The RD-Connect GPAP is an online platform that facilitates genome-phenome data analysis for RD diagnosis and gene discovery. Since datasets are submitted by many clinical researchers and are generated in different clinical centres and genomic facilities, the data are quite diverse at the source. To harmonise the information across all patients and relatives, the GPAP enables submission of pseudonymised phenotypic and clinical data using ontologies and standards such as the Human Phenotype Ontology (HPO) [14], the Orphanet Rare Disease Ontology (ORDO) [1], and the Online Mendelian Inheritance in Man database (OMIM) [2]. All the genomic data is processed through the same standardised pipeline [15] before being annotated and stored in an Elasticsearch database, which provides low-latency queries to enable fast access and ensure scalability.

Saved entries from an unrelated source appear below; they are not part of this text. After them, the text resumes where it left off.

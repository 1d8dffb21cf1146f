//! Log format sniffing.
//!
//! Looks at the first non-empty lines of a log. An explicit declaration
//! (`Using G1`, `CommandLine flags: -XX:+UseG1GC`) wins over line markers
//! such as `PSYoungGen` or `Pause Mark Start`.

use super::grammar;
use super::ParseOptions;
use crate::error::{Error, Result};
use crate::model::{CollectorFamily, LogFormat, LogStyle};
use crate::vmoption::VmOptions;

/// `Using ...` declarations of unified logs.
const DECLARATIONS: &[(&str, CollectorFamily)] = &[
    ("Using G1", CollectorFamily::G1),
    ("Using The Z Garbage Collector", CollectorFamily::Zgc),
    ("Using Z Garbage Collector", CollectorFamily::Zgc),
    ("Using Serial", CollectorFamily::Serial),
    ("Using Parallel", CollectorFamily::Parallel),
    ("Using Concurrent Mark Sweep", CollectorFamily::Cms),
    ("Using Shenandoah", CollectorFamily::Shenandoah),
    ("Using Epsilon", CollectorFamily::Epsilon),
];

/// Text that only one family prints.
const MARKERS: &[(&str, CollectorFamily)] = &[
    ("G1 Evacuation Pause", CollectorFamily::G1),
    ("GC pause (", CollectorFamily::G1),
    ("GC concurrent-root-region-scan", CollectorFamily::G1),
    ("Eden regions:", CollectorFamily::G1),
    ("Pause Young (Normal)", CollectorFamily::G1),
    ("Pause Young (Concurrent Start)", CollectorFamily::G1),
    ("garbage-first heap", CollectorFamily::G1),
    ("Garbage Collection (", CollectorFamily::Zgc),
    ("Pause Mark Start", CollectorFamily::Zgc),
    ("Allocation Stall (", CollectorFamily::Zgc),
    ("Shenandoah", CollectorFamily::Shenandoah),
    ("PSYoungGen", CollectorFamily::Parallel),
    ("ParOldGen", CollectorFamily::Parallel),
    ("ParNew", CollectorFamily::Cms),
    ("CMS-concurrent", CollectorFamily::Cms),
    ("CMS Initial Mark", CollectorFamily::Cms),
    ("Pause Initial Mark", CollectorFamily::Cms),
    ("DefNew", CollectorFamily::Serial),
    ("Tenured", CollectorFamily::Serial),
];

/// Sniff the format of `text` from its first `sniff_lines` non-empty lines.
pub fn detect(text: &str, sniff_lines: usize) -> Result<LogFormat> {
    resolve_format(
        text,
        &ParseOptions {
            sniff_lines,
            ..ParseOptions::default()
        },
    )
}

/// Combine caller choices with sniffing for whatever was left open.
pub fn resolve_format(text: &str, options: &ParseOptions) -> Result<LogFormat> {
    let lines: Vec<&str> = text
        .lines()
        .filter(|l| !l.trim().is_empty())
        .take(options.sniff_lines.max(1))
        .collect();

    let family = match options.family {
        Some(family) => family,
        None => detect_family(&lines).ok_or_else(|| {
            Error::UnsupportedFormat(
                "no collector family marker in the leading lines".to_string(),
            )
        })?,
    };
    let style = options.style.unwrap_or_else(|| detect_style(&lines));
    tracing::debug!(%family, %style, "resolved log format");
    Ok(LogFormat::new(family, style))
}

fn detect_style(lines: &[&str]) -> LogStyle {
    if lines.iter().any(|l| grammar::unified_line(l).is_some()) {
        LogStyle::Unified
    } else {
        LogStyle::Legacy
    }
}

fn detect_family(lines: &[&str]) -> Option<CollectorFamily> {
    explicit_family(lines).or_else(|| {
        lines.iter().find_map(|line| {
            MARKERS
                .iter()
                .find(|(marker, _)| line.contains(marker))
                .map(|(_, family)| *family)
        })
    })
}

fn explicit_family(lines: &[&str]) -> Option<CollectorFamily> {
    lines.iter().find_map(|line| {
        if let Some(flags) = grammar::command_line_flags(line) {
            return VmOptions::parse(flags)
                .ok()
                .and_then(|opts| opts.collector_family());
        }
        let message = grammar::unified_line(line).map_or(*line, |l| l.message);
        DECLARATIONS
            .iter()
            .find(|(declaration, _)| message.starts_with(declaration))
            .map(|(_, family)| *family)
    })
}

#[cfg(test)]
mod tests {
    use super::*;

    #[test]
    fn test_detect_unified_g1() {
        let log = "[0.010s][info][gc] Using G1\n\
                   [0.300s][info][gc] GC(0) Pause Young (Normal) \
                   (G1 Evacuation Pause) 24M->4M(256M) 3.215ms\n";
        let format = detect(log, 200).unwrap();
        assert_eq!(format, LogFormat::new(CollectorFamily::G1, LogStyle::Unified));
    }

    #[test]
    fn test_detect_legacy_from_command_line() {
        let log = "Java HotSpot(TM) 64-Bit Server VM (25.131-b11)\n\
                   CommandLine flags: -XX:InitialHeapSize=268435456 -XX:+UseConcMarkSweepGC\n\
                   0.500: [GC (Allocation Failure) 0.500: \
                   [DefNew: 1K->1K(2K), 0.001 secs] 1K->1K(4K), 0.001 secs]\n";
        let format = detect(log, 200).unwrap();
        // the declared collector wins over the DefNew marker
        assert_eq!(format, LogFormat::new(CollectorFamily::Cms, LogStyle::Legacy));
    }

    #[test]
    fn test_detect_from_markers() {
        let log = "0.524: [GC (Allocation Failure) [PSYoungGen: 65536K->10720K(76288K)] \
                   65536K->13250K(251392K), 0.0087450 secs]\n";
        assert_eq!(
            detect(log, 200).unwrap(),
            LogFormat::new(CollectorFamily::Parallel, LogStyle::Legacy)
        );
    }

    #[test]
    fn test_shenandoah_is_recognized_by_name() {
        let log = "[0.005s][info][gc] Using Shenandoah\n";
        let format = detect(log, 200).unwrap();
        assert_eq!(format.family, CollectorFamily::Shenandoah);
    }

    #[test]
    fn test_sniff_window_is_respected() {
        let mut log = String::new();
        for _ in 0..10 {
            log.push_str("noise\n");
        }
        log.push_str("[0.010s][info][gc] Using G1\n");
        assert!(detect(&log, 5).is_err());
        assert!(detect(&log, 20).is_ok());
    }

    #[test]
    fn test_caller_choice_overrides_sniffing() {
        let options = ParseOptions {
            family: Some(CollectorFamily::Serial),
            ..ParseOptions::default()
        };
        let format = resolve_format("[0.010s][info][gc] Using G1\n", &options).unwrap();
        assert_eq!(format, LogFormat::new(CollectorFamily::Serial, LogStyle::Unified));
    }
}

Herein we describe a novel method that enables an automated, flexible, fast and iterative re-evaluation of thousands of genomic datasets using a programmatic access to the RD-Connect GPAP and we illustrate the utility of this procedure by reanalysing 4411 exome/genome negative index cases from the Solve-RD project. This approach has enabled the diagnosis of the first 120 cases within Solve-RD.

Patient and methods

Subjects

This study includes phenotypic and genomic data from 4703 affected individuals (4411 families) and 3690 unaffected relatives submitted to the RD-Connect GPAP as part of the Solve-RD project (http://solve-rd.eu/) [13] by four European Reference networks (the European Reference Networks for Rare Neurological Diseases (ERN-RND), Neuromuscular Diseases (ERN Euro NMD), Intellectual Disability and Congenital Malformations (ERN ITHACA) and Genetic Tumor Risk Syndromes (ERN GENTURIS), https://ec.europa.eu/health/ern_en), as well as two Undiagnosed Disease Programs (UDP Italy and UDP Spain). Clinical information was collated in a standard format using the HPO [14] for symptoms and the ORDO [1] for Clinical disorders. Each patient entry was associated with its corresponding submitting group and linked to its corresponding ERN or UDP. The responsibility of checking the data is suitable for submission to the RD-Connect GPAP and Solve-RD lies within the data submitter as required by their Code of Conduct and Data Sharing Policy, respectively. In some cases, individuals had to be re-consented prior to data submission. This study adheres to the principles set out in the Declaration of Helsinki.

Genomic data processing

4551 exome and 201 genome sequencing data (FastQ or BAM) derived from the 4703 affected individuals included in the Solve-RD freeze 1 dataset, were processed using the RD-Connect GPAP standardised analysis pipeline based upon GATK3.6 best practices and using the GRCh37 human reference, as described in ref. [15]. The resulting variants, including single nucleotide variants (SNVs), short insertions and deletions (InDels) and mtDNA variants (when captured) were annotated using VEP [16]. In addition, GnomAD [17], and ClinVar [18] were annotated with the latest versions available as for January 2020. Each dataset was associated with its corresponding phenotypic data and tagged with the name of the submitting ERN or UDP. Data are available to authorised users for analysis through the RD-Connect GPAP user interface (https://platform.rd-connect.eu/).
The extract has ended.